Marcella had known nothing about the new administrative procedure and realised that they would have to make a fake call. She was with a fellow group member, Lupis, and quickly explained the problem. Lupis offered to impersonate a police officer but they could not make the call from the Monaco apartment in case it was traced.

They ran to a public telephone and found that the prison line was busy. They kept trying, telephoning from one local business then another, but the line was still engaged. In desperation, they called the switchboard of the telephone company, who told them that it was almost certainly a fault on the prison line.

By now, the curfew had begun, and Marcella and Lupis were close to giving up. Then Marcella thought of her brother, Luciano: he was in Rome with the PAI (Polizia Afrika Italiana) and worked from a former carabinieri barracks. Months ago, Luciano had found a telephone there with two buttons. As he had told Marcella, one of those buttons accessed a direct line to Regina Coeli.

Marcella and Lupis quickly found Luciano, who led them to the telephone. Lupis, pretending to be an officer at police headquarters, called Carretta and told him to release the men, which Carretta agreed to do.

Marcella and Lupis raced back to Regina Coeli, hoping that the seven men would now be free to leave.

There was one further formality: the seven had to sign for their personal belongings. One man noticed that his cufflinks were missing from the bag he was given. He started to argue with the guard, unaware that this was not an official release. Pertini had to grab him and whisper in his ear that they were escaping. The man turned pale, stopped arguing and the seven men left.

Outside

They had to be careful because the curfew had begun. Five men vanished; one lived in Via San Francesco di Sales, next to the prison, and others may have gone with him. Marcella grabbed Pertini and Saragat, the two who remained. She walked with them a little, then they turned into a small alleyway, Vicolo del Buon Pastore, that runs past the rear of the prison.

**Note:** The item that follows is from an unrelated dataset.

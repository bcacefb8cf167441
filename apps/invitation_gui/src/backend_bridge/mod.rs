//! Bridge between the egui thread and the tokio runtime that owns the controllers.

pub mod commands;
pub mod runtime;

From there, they returned to Via della Lungara and entered Marcella and Alfredo’s apartment.

Via San Francesco di Sales.

The prison is on the right and borders the road.

Vicolo del Buon Pastore is further up the road on the right.

The aftermath

Pertini and Saragat remained hidden for two days in Marcella and Alfredo’s apartment before they finally left.

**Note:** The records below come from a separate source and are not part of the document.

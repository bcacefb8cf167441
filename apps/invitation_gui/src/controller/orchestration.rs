//! Command orchestration helpers from UI actions to backend command queue.

use crossbeam_channel::{Sender, TrySendError};

use crate::backend_bridge::commands::BackendCommand;

pub fn dispatch_backend_command(
    cmd_tx: &Sender<BackendCommand>,
    cmd: BackendCommand,
    status: &mut Option<String>,
) {
    let cmd_name = cmd.name();
    match cmd_tx.try_send(cmd) {
        Ok(()) => tracing::trace!(command = cmd_name, "queued ui->backend command"),
        Err(TrySendError::Full(_)) => {
            *status = Some("La page est occupée, veuillez réessayer.".to_string());
        }
        Err(TrySendError::Disconnected(_)) => {
            *status = Some(
                "Le service d'envoi des réponses est indisponible. Veuillez relancer l'application."
                    .to_string(),
            );
        }
    }
}

#[cfg(test)]
mod tests {
    use crossbeam_channel::bounded;
    use shared::domain::FieldUpdate;

    use super::*;

    #[test]
    fn full_queue_sets_retry_status() {
        let (tx, _rx) = bounded(1);
        let mut status = None;
        dispatch_backend_command(&tx, BackendCommand::Submit, &mut status);
        assert!(status.is_none());

        dispatch_backend_command(
            &tx,
            BackendCommand::UpdateField(FieldUpdate::Name("Jane".into())),
            &mut status,
        );
        assert!(status.is_some_and(|message| message.contains("réessayer")));
    }

    #[test]
    fn disconnected_backend_sets_status() {
        let (tx, rx) = bounded(4);
        drop(rx);
        let mut status = None;
        dispatch_backend_command(&tx, BackendCommand::Scrolled { offset: 12 }, &mut status);
        assert!(status.is_some_and(|message| message.contains("indisponible")));
    }
}
impl InvitationApp {
    pub fn new(
        cmd_tx: Sender<BackendCommand>,
        ui_rx: Receiver<UiEvent>,
        content: SiteContent,
        theme: &Theme,
    ) -> Self {
        Self {
            cmd_tx,
            ui_rx,
            content,
            palette: Palette::from(theme),
            theme_applied: false,
            backend_ready: false,
            status: Some("Chargement...".to_string()),
            draft: RsvpForm::default(),
            rsvp: None,
            header_visible: true,
            layout: SectionLayout::default(),
            menu: NavigationMenu::default(),
            pending_scroll: None,
            last_reported_offset: None,
        }
    }

    fn process_ui_events(&mut self) {
        while let Ok(event) = self.ui_rx.try_recv() {
            match event {
                UiEvent::BackendReady => {
                    self.backend_ready = true;
                    self.status = None;
                }
                UiEvent::BackendFailed(message) => {
                    tracing::error!("{message}");
                    self.backend_ready = false;
                    self.status = Some(message);
                }
                UiEvent::Rsvp(snapshot) => self.accept_snapshot(snapshot),
                UiEvent::Header(state) => self.header_visible = state.header_visible,
            }
        }
    }

    fn accept_snapshot(&mut self, snapshot: RsvpSnapshot) {
        let was_editable = self
            .rsvp
            .as_ref()
            .is_some_and(|previous| previous.inputs_enabled());
        // While both sides are editable the draft is ahead of the backend; otherwise adopt its form.
        if !was_editable || !snapshot.inputs_enabled() {
            self.draft = snapshot.form.clone();
        }
        self.rsvp = Some(snapshot);
    }

    fn edit(&mut self, update: FieldUpdate) {
        self.draft.apply(update.clone());
        dispatch_backend_command(
            &self.cmd_tx,
            BackendCommand::UpdateField(update),
            &mut self.status,
        );
    }

    fn go_to(&mut self, anchor: SectionAnchor) {
        match self.menu.navigate(&self.layout, anchor) {
            Some(request) => self.pending_scroll = Some(request),
            None => tracing::debug!(section = anchor.id(), "section not laid out yet"),
        }
    }

    fn inputs_enabled(&self) -> bool {
        self.backend_ready
            && self
                .rsvp
                .as_ref()
                .is_some_and(|snapshot| snapshot.inputs_enabled())
    }

    fn show_header(&mut self, ctx: &egui::Context) {
        if !self.header_visible {
            return;
        }
        let palette = self.palette;
        let mut clicked = None;
        egui::TopBottomPanel::top("site_header")
            .frame(
                egui::Frame::new()
                    .fill(palette.background_nav)
                    .inner_margin(egui::Margin::symmetric(24, 12)),
            )
            .show(ctx, |ui| {
                let compact = ui.available_width() < COMPACT_NAV_WIDTH;
                ui.horizontal(|ui| {
                    ui.label(
                        egui::RichText::new(self.content.couple)
                            .size(24.0)
                            .italics()
                            .color(palette.primary_text),
                    );
                    ui.with_layout(egui::Layout::right_to_left(egui::Align::Center), |ui| {
                        if compact {
                            if ui.button("☰").clicked() {
                                self.menu.toggle();
                            }
                        } else {
                            for anchor in SectionAnchor::ALL.iter().rev() {
                                if nav_link(ui, anchor.label(), &palette).clicked() {
                                    clicked = Some(*anchor);
                                }
                            }
                        }
                    });
                });
                if compact && self.menu.is_open() {
                    ui.separator();
                    for anchor in SectionAnchor::ALL {
                        if nav_link(ui, anchor.label(), &palette).clicked() {
                            clicked = Some(anchor);
                        }
                    }
                }
            });
        if let Some(anchor) = clicked {
            self.go_to(anchor);
        }
    }

    fn show_status(&self, ctx: &egui::Context) {
        let Some(status) = &self.status else {
            return;
        };
        egui::TopBottomPanel::bottom("status_bar")
            .frame(
                egui::Frame::new()
                    .fill(self.palette.background_light)
                    .inner_margin(egui::Margin::symmetric(16, 6)),
            )
            .show(ctx, |ui| {
                ui.label(egui::RichText::new(status).small());
            });
    }

    fn show_page(&mut self, ctx: &egui::Context) {
        egui::CentralPanel::default()
            .frame(egui::Frame::NONE.fill(self.palette.background_main))
            .show(ctx, |ui| {
                let mut area = egui::ScrollArea::vertical()
                    .id_salt("invitation_page")
                    .auto_shrink([false, false]);
                if let Some(request) = self.pending_scroll.take() {
                    area = area.vertical_scroll_offset(request.offset as f32);
                }
                let output = area.show(ui, |ui| self.page_contents(ui));

                let offset = output.state.offset.y.max(0.0).round() as u32;
                if self.last_reported_offset != Some(offset) {
                    self.last_reported_offset = Some(offset);
                    dispatch_backend_command(
                        &self.cmd_tx,
                        BackendCommand::Scrolled { offset },
                        &mut self.status,
                    );
                }
            });
    }

    fn page_contents(&mut self, ui: &mut egui::Ui) {
        let origin = ui.min_rect().top();
        let palette = self.palette;
        let mark = |layout: &mut SectionLayout, ui: &egui::Ui, anchor: SectionAnchor| {
            layout.record(anchor, (ui.cursor().top() - origin).max(0.0) as u32);
        };

        mark(&mut self.layout, ui, SectionAnchor::Home);
        if sections::hero(ui, &self.content, &palette) {
            self.go_to(SectionAnchor::Rsvp);
        }
        mark(&mut self.layout, ui, SectionAnchor::Story);
        sections::story(ui, &self.content, &palette);
        mark(&mut self.layout, ui, SectionAnchor::Details);
        sections::details(ui, &self.content, &palette);
        mark(&mut self.layout, ui, SectionAnchor::Rsvp);
        self.show_rsvp(ui);
        mark(&mut self.layout, ui, SectionAnchor::Registry);
        sections::registry(ui, &self.content, &palette);
        mark(&mut self.layout, ui, SectionAnchor::Travel);
        sections::travel(ui, &self.content, &palette);
        sections::footer(ui, &self.content, &palette);
    }

    fn show_rsvp(&mut self, ui: &mut egui::Ui) {
        let palette = self.palette;
        let enabled = self.inputs_enabled();
        let phase = self.rsvp.as_ref().map(|snapshot| snapshot.phase);
        let error = self.rsvp.as_ref().and_then(|snapshot| snapshot.error.clone());
        let mut updates = Vec::new();
        let mut submit = false;

        ui.add_space(56.0);
        centered_column(ui, |ui| {
            card_frame(palette.background_light).show(ui, |ui| {
                ui.set_min_width(ui.available_width());
                sections::heading(ui, "RSVP", &palette);

                if phase == Some(RsvpPhase::Succeeded) {
                    ui.vertical_centered(|ui| {
                        ui.label(
                            egui::RichText::new("Merci !")
                                .size(30.0)
                                .italics()
                                .color(palette.primary_text),
                        );
                        ui.label("Votre réponse a bien été enregistrée.");
                    });
                    return;
                }

                ui.vertical_centered(|ui| {
                    ui.label(format!(
                        "Merci de répondre avant le {}",
                        format_date_fr(self.content.rsvp_deadline)
                    ));
                });
                ui.add_space(12.0);

                if let Some(error) = &error {
                    egui::Frame::new()
                        .fill(palette.error_bg)
                        .corner_radius(egui::CornerRadius::same(6))
                        .inner_margin(egui::Margin::same(10))
                        .show(ui, |ui| {
                            ui.set_min_width(ui.available_width());
                            ui.label(egui::RichText::new(&error.message).color(palette.error_text));
                        });
                }
                ui.add_space(8.0);

                ui.add_enabled_ui(enabled, |ui| {
                    form_fields(ui, &self.draft, &mut updates);
                });

                ui.add_space(12.0);
                ui.vertical_centered(|ui| {
                    if phase == Some(RsvpPhase::Submitting) {
                        ui.horizontal(|ui| {
                            ui.spinner();
                            ui.label("Envoi en cours...");
                        });
                    } else {
                        let button = egui::Button::new(
                            egui::RichText::new("Envoyer ma réponse")
                                .size(18.0)
                                .color(palette.text_hero),
                        )
                        .fill(palette.primary_text)
                        .corner_radius(egui::CornerRadius::same(20));
                        submit = ui.add_enabled(enabled, button).clicked();
                    }
                });
            });
        });

        for update in updates {
            self.edit(update);
        }
        if submit {
            dispatch_backend_command(&self.cmd_tx, BackendCommand::Submit, &mut self.status);
        }
    }

    fn apply_theme_if_needed(&mut self, ctx: &egui::Context) {
        if !self.theme_applied {
            theme::apply(ctx, &self.palette);
            self.theme_applied = true;
        }
    }
}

The next evening, Radio Londra (officially banned in Rome) announced the escape, although not how it had taken place. Within minutes, Marcella heard uproar in the prison but, to her relief, no-one guessed her involvement.

Kappler, the SS chief in Rome, demanded an explanation from Carretta, who responded calmly, saying that he had merely followed orders.

This story was first published in “Avanti”, and then in “Roma Sotto Il Terrore Nazista” by Armando Troisio shortly after Rome was liberated.

Marcella Monaco’s recollections were later recounted in “Roma Città Prigioniera” by Cesare de Simone.